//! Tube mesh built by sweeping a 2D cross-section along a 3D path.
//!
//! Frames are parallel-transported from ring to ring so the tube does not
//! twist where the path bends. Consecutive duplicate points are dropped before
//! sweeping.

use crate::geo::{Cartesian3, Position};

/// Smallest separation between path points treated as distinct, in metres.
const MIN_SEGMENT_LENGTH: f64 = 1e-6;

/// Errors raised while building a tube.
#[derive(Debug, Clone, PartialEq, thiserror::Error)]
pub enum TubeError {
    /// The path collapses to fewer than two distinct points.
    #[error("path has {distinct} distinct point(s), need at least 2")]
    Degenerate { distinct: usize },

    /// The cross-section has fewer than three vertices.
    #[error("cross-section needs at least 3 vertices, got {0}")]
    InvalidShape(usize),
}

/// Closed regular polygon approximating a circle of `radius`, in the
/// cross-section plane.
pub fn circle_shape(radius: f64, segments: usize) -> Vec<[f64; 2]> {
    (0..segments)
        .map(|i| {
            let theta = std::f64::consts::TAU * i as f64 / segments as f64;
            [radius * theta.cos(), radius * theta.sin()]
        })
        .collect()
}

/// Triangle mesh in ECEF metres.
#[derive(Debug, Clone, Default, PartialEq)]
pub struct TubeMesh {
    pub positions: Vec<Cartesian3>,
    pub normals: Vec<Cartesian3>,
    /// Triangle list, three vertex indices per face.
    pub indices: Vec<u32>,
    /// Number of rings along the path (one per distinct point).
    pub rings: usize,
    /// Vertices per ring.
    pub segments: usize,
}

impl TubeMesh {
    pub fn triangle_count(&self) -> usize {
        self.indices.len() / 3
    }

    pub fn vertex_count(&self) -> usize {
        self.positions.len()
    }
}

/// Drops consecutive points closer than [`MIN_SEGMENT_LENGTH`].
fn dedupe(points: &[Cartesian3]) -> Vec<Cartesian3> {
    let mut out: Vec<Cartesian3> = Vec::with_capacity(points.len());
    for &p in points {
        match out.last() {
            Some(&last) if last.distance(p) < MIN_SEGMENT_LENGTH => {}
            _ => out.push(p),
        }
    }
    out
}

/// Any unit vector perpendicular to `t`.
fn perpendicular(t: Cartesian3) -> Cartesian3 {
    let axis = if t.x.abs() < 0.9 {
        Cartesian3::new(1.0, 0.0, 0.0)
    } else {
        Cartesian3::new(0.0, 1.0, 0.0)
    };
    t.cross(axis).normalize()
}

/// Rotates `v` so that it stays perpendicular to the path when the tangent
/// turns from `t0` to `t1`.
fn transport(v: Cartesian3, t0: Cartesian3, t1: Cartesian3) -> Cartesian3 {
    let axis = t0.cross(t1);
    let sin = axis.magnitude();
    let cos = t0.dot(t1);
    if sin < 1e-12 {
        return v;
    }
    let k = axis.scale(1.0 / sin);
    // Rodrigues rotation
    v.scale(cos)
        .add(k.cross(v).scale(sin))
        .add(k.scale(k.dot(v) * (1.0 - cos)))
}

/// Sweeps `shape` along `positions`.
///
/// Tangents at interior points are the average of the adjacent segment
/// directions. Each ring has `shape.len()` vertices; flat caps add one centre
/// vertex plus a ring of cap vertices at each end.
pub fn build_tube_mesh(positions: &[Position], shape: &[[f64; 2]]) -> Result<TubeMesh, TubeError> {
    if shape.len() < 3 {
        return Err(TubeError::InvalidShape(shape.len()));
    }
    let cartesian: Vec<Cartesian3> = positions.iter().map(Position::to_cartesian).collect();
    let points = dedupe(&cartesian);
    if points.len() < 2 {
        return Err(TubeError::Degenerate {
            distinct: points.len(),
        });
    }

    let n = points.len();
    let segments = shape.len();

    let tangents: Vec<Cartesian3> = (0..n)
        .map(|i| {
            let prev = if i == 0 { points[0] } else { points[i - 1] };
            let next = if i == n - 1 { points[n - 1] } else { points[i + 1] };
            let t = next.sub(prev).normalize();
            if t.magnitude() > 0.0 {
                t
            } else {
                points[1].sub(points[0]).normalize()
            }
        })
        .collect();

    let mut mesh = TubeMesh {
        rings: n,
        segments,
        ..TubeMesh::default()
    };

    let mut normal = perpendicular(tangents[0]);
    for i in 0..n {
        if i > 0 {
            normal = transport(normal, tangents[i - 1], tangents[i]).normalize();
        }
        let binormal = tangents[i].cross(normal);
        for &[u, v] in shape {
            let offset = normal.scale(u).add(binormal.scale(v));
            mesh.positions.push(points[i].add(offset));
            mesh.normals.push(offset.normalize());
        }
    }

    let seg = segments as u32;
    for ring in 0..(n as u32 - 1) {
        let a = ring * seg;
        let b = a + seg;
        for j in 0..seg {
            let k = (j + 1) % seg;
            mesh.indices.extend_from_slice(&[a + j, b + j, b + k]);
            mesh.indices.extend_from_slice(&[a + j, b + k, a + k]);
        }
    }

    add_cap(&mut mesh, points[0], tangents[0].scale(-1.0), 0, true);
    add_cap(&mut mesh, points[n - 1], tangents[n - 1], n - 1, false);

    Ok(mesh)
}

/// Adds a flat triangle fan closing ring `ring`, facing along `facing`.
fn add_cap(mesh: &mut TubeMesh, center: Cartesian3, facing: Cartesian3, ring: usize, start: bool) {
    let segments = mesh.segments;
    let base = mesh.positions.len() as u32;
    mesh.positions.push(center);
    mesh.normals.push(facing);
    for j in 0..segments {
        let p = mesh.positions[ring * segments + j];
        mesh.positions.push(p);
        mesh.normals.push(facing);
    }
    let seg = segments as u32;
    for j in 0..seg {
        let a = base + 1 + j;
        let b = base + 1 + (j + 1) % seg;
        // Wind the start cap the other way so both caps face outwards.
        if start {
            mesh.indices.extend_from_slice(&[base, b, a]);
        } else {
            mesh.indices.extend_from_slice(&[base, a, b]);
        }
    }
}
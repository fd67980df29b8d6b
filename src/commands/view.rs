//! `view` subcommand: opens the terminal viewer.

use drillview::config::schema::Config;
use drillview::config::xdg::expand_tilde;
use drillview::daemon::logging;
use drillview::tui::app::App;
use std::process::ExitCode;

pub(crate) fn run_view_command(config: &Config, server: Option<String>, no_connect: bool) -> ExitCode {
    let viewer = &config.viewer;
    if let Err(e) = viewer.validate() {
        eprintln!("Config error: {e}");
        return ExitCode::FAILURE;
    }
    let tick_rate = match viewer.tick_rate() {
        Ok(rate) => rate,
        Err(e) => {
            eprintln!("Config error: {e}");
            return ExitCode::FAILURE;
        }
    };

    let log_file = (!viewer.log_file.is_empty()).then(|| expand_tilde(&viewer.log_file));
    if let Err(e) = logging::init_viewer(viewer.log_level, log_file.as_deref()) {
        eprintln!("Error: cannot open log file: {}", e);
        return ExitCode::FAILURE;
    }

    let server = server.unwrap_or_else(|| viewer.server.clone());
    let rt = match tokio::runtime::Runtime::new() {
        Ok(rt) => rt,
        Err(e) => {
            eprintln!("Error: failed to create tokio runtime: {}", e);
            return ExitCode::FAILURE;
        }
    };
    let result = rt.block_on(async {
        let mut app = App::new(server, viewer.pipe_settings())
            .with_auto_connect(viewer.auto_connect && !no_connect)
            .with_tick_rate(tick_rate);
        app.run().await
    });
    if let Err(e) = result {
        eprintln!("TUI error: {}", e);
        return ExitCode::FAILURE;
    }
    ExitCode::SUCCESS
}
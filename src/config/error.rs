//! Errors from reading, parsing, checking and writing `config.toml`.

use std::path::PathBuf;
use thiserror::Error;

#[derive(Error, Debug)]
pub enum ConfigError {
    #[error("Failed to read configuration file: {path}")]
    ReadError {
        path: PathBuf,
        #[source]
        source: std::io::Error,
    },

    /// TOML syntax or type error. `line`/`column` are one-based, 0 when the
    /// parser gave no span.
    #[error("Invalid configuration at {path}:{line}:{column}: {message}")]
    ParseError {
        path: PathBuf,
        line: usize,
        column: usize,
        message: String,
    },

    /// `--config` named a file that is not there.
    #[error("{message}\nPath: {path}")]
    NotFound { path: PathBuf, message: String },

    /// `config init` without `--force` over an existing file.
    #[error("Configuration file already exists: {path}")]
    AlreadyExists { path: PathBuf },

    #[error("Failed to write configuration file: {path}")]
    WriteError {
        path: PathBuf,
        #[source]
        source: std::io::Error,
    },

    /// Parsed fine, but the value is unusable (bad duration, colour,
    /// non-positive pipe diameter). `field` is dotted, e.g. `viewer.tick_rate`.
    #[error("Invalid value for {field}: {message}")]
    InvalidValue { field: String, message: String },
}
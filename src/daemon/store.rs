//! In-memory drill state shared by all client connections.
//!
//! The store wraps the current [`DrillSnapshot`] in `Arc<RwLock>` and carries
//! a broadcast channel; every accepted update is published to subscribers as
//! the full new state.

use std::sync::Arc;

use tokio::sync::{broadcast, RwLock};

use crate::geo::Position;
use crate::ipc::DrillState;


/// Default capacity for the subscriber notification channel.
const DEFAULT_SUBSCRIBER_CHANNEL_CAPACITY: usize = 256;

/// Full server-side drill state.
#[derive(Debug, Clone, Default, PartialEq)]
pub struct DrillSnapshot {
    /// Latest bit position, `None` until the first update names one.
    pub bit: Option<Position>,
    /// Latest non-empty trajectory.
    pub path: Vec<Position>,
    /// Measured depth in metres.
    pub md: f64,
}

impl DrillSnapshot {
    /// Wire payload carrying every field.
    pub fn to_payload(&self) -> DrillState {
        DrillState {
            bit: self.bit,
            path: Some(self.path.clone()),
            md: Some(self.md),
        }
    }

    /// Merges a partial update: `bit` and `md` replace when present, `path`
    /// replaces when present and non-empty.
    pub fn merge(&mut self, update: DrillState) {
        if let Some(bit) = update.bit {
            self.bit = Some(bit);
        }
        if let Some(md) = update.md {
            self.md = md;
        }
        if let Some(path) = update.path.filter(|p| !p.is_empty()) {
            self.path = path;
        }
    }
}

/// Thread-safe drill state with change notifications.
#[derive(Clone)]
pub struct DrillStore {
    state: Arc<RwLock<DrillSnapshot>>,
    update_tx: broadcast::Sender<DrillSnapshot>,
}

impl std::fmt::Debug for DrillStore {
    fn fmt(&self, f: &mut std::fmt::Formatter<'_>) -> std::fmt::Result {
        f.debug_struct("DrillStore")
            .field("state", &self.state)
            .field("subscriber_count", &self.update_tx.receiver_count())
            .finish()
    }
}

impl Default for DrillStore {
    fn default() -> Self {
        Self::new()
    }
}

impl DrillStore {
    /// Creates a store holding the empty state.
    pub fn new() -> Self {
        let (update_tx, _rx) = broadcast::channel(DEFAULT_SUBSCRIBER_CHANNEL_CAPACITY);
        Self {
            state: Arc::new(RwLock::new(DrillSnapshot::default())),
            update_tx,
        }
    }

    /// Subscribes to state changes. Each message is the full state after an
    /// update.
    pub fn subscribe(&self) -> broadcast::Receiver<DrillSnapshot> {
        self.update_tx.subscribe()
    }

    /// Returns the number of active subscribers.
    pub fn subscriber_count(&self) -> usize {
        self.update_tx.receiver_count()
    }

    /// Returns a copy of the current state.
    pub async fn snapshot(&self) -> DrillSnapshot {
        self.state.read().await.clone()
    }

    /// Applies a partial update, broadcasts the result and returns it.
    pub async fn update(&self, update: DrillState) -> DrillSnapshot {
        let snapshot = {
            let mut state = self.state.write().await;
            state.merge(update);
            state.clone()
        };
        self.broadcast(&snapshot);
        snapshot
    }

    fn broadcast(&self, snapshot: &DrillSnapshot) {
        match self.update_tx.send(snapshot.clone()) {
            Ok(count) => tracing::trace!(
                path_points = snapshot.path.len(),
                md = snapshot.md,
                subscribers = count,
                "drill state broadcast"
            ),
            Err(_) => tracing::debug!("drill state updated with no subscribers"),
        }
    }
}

•••••

What the exercise asks: Retype only the lines above between the line with "than three vertices." and the line with "Any unit vector", counting those two lines as well, and keep every character as it is.

Task answer:
    /// The cross-section has fewer than three vertices.
    #[error("cross-section needs at least 3 vertices, got {0}")]
    InvalidShape(usize),
}

/// Closed regular polygon approximating a circle of `radius`, in the
/// cross-section plane.
pub fn circle_shape(radius: f64, segments: usize) -> Vec<[f64; 2]> {
    (0..segments)
        .map(|i| {
            let theta = std::f64::consts::TAU * i as f64 / segments as f64;
            [radius * theta.cos(), radius * theta.sin()]
        })
        .collect()
}

/// Triangle mesh in ECEF metres.
#[derive(Debug, Clone, Default, PartialEq)]
pub struct TubeMesh {
    pub positions: Vec<Cartesian3>,
    pub normals: Vec<Cartesian3>,
    /// Triangle list, three vertex indices per face.
    pub indices: Vec<u32>,
    /// Number of rings along the path (one per distinct point).
    pub rings: usize,
    /// Vertices per ring.
    pub segments: usize,
}

impl TubeMesh {
    pub fn triangle_count(&self) -> usize {
        self.indices.len() / 3
    }

    pub fn vertex_count(&self) -> usize {
        self.positions.len()
    }
}

/// Drops consecutive points closer than [`MIN_SEGMENT_LENGTH`].
fn dedupe(points: &[Cartesian3]) -> Vec<Cartesian3> {
    let mut out: Vec<Cartesian3> = Vec::with_capacity(points.len());
    for &p in points {
        match out.last() {
            Some(&last) if last.distance(p) < MIN_SEGMENT_LENGTH => {}
            _ => out.push(p),
        }
    }
    out
}

/// Any unit vector perpendicular to `t`.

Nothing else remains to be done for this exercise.